I cannot tell you what the stock market will do tomorrow. But I can tell you if you are age 50 today and put $100,000 into any number of fixed annuities offering guaranteed lifetime withdrawal benefits (GLWBs), you will receive an annual lifetime payout at age 70 of at least $23,000 regardless of how the stock market or interest rates perform. If you and your spouse are age 65 today, I can tell you that $100,000 will produce at least a $10,000 annual income, beginning at age 75, for as long as either of you live, by choosing any one of several fixed annuities with GLWBs.

Fixed annuities have always been able to predict the future through minimum guarantees — this is why they are fixed annuities and not securities — but the future was minimal.

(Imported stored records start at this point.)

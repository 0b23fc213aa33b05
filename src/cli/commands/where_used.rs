//! `bomcost where-used` command - Find the assemblies that use a part

use console::style;
use miette::{IntoDiagnostic, Result};

use crate::cli::helpers::{open_session, output_format, print_structured};
use crate::cli::table::{CellValue, ColumnDef, TableFormatter, TableRow};
use crate::cli::{GlobalOpts, OutputFormat};
use crate::core::store::Store;

#[derive(clap::Args, Debug)]
pub struct WhereUsedArgs {
    /// Nomenclature ID or code
    pub id: String,
}

const USE_COLUMNS: &[ColumnDef] = &[
    ColumnDef::new("line", "LINE", 17),
    ColumnDef::new("parent", "PARENT", 30),
    ColumnDef::new("qty", "QTY", 8),
    ColumnDef::new("analogs", "ANALOGS", 7),
    ColumnDef::new("total", "LINE TOTAL", 12),
];

pub fn run(args: WhereUsedArgs, global: &GlobalOpts) -> Result<()> {
    let session = open_session(global)?;
    let catalog = &session.catalog;

    let node = catalog.resolve_nomenclature(&args.id)?;
    let lines = catalog.where_used(&node.id)?;

    let format = output_format(global, &session.config, OutputFormat::Tsv);
    if matches!(format, OutputFormat::Json | OutputFormat::Yaml) {
        return print_structured(&lines, format);
    }

    if lines.is_empty() {
        if !global.quiet {
            println!(
                "{} is not used by any BOM line.",
                style(catalog.fullname(&node)).yellow()
            );
        }
        return Ok(());
    }

    let mut rows = Vec::with_capacity(lines.len());
    for line in lines {
        let parent = catalog
            .store()
            .nomenclature(&line.parent)
            .into_diagnostic()?
            .map(|p| catalog.fullname(&p))
            .unwrap_or_else(|| line.parent.to_string());
        rows.push(
            TableRow::new(line.id.clone())
                .cell("line", CellValue::Id(line.id.clone()))
                .cell("parent", CellValue::Text(parent))
                .cell("qty", CellValue::Qty(line.quantity))
                .cell("analogs", CellValue::Count(line.analogs.len()))
                .cell("total", CellValue::Cost(line.line_total)),
        );
    }

    if !global.quiet && format == OutputFormat::Tsv {
        println!(
            "{} {} ({} assemblies)\n",
            style("Used by:").bold(),
            style(catalog.fullname(&node)).yellow(),
            catalog.used_in_count(&node.id)?
        );
    }
    TableFormatter::new(USE_COLUMNS, "line")
        .with_summary(!global.quiet)
        .output(&rows, format);
    Ok(())
}
//! Errors raised by the cost rollup and catalog operations

use miette::Diagnostic;
use thiserror::Error;

use crate::core::identity::EntityId;
use crate::core::store::StoreError;

#[derive(Debug, Error, Diagnostic)]
pub enum RollupError {
    #[error(transparent)]
    #[diagnostic(code(bomcost::store))]
    Store(#[from] StoreError),

    #[error("{0} not found")]
    #[diagnostic(code(bomcost::not_found))]
    NotFound(String),

    #[error("BOM cycle: {path}")]
    #[diagnostic(
        code(bomcost::rollup::cycle),
        help("an assembly cannot contain itself, directly or through a sub-assembly")
    )]
    CycleDetected { path: String },

    #[error("BOM nesting deeper than {limit} levels at {node}")]
    #[diagnostic(
        code(bomcost::rollup::depth),
        help("raise max_depth in .bomcost/config.yaml or BOMCOST_MAX_DEPTH")
    )]
    DepthExceeded { limit: usize, node: EntityId },

    #[error("quantity must be a positive number, got {0}")]
    #[diagnostic(code(bomcost::invalid_quantity))]
    InvalidQuantity(f64),

    #[error("cost must be a finite number, got {0}")]
    #[diagnostic(code(bomcost::invalid_cost))]
    InvalidCost(f64),

    #[error("nomenclature code '{0}' is already in use")]
    #[diagnostic(code(bomcost::duplicate_code))]
    DuplicateCode(String),

    #[error("component family '{0}' already exists")]
    #[diagnostic(code(bomcost::duplicate_family))]
    DuplicateFamilyName(String),

    #[error("family '{family}' already has an execution named '{name}'")]
    #[diagnostic(code(bomcost::duplicate_name))]
    DuplicateName { family: String, name: String },

    #[error("invalid parameter: {0}")]
    #[diagnostic(code(bomcost::invalid_parameter))]
    InvalidParameter(String),

    #[error("BOM line {0} already exists")]
    #[diagnostic(code(bomcost::duplicate_line))]
    DuplicateLine(EntityId),

    #[error("analog {analog} belongs to family {found}, line expects {expected}")]
    #[diagnostic(
        code(bomcost::family_mismatch),
        help("set enforce_family_analogs: false to allow cross-family analogs")
    )]
    FamilyMismatch {
        analog: EntityId,
        expected: EntityId,
        found: EntityId,
    },

    #[error("{id} is still used as an analog by {lines} BOM line(s)")]
    #[diagnostic(
        code(bomcost::referenced),
        help("remove it from those lines first (see `bomcost where-used`)")
    )]
    Referenced { id: EntityId, lines: usize },
}

impl RollupError {
    /// Lift store-level reference failures into the user-facing variant
    pub(crate) fn from_store(err: StoreError) -> Self {
        match err {
            StoreError::Referenced { id, lines } => RollupError::Referenced { id, lines },
            other => RollupError::Store(other),
        }
    }
}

If at age 50 you placed $100,000 in an annuity with a 3 percent interest guarantee (which is a strong rate today), the balance would grow to $155,797 by age 65.

A cursory look at current life annuitization rates says that balance would generate a lifelong income of around $13,000 a year, but you would lose control of the asset. Several fixed annuities with GLWBs would guarantee $15,000 in lifetime income under this scenario and you still keep control of the asset.

Many planning articles talk about spending a safe rate of 4 percent to help ensure money lasts until you die. If you compare this with the 6 percent payout rate available at age 70 on many fixed annuity GLWBs, the 4 percent managed money safe rate seems a loser from the start. However, it is assumed that today’s 4 percent rate will increase at the inflation rate, preserving purchasing power. GLWB payouts do not generally increase unless the account balance increases. Even though at 3 percent inflation it takes 14 years to match the 6 percent payout, the GLWB income could eventually lose significant ground against the planned payouts.

The planning approach is positioned to provide more income than the GLWB approach if the underlying assets perform very well, although the GLWB income payout could also improve if the financial environment is favorable. Ask the question: do you prefer the guarantees and lower upside potential of a fixed annuity or the higher possible returns and greater risk of the stock market? If the goal is to provide income for life and control of the asset, annuity GLWBs are looking more and more as the better solution to taking out a miserly safe rate and crossing your fingers, or converting and losing assets to build an income stream.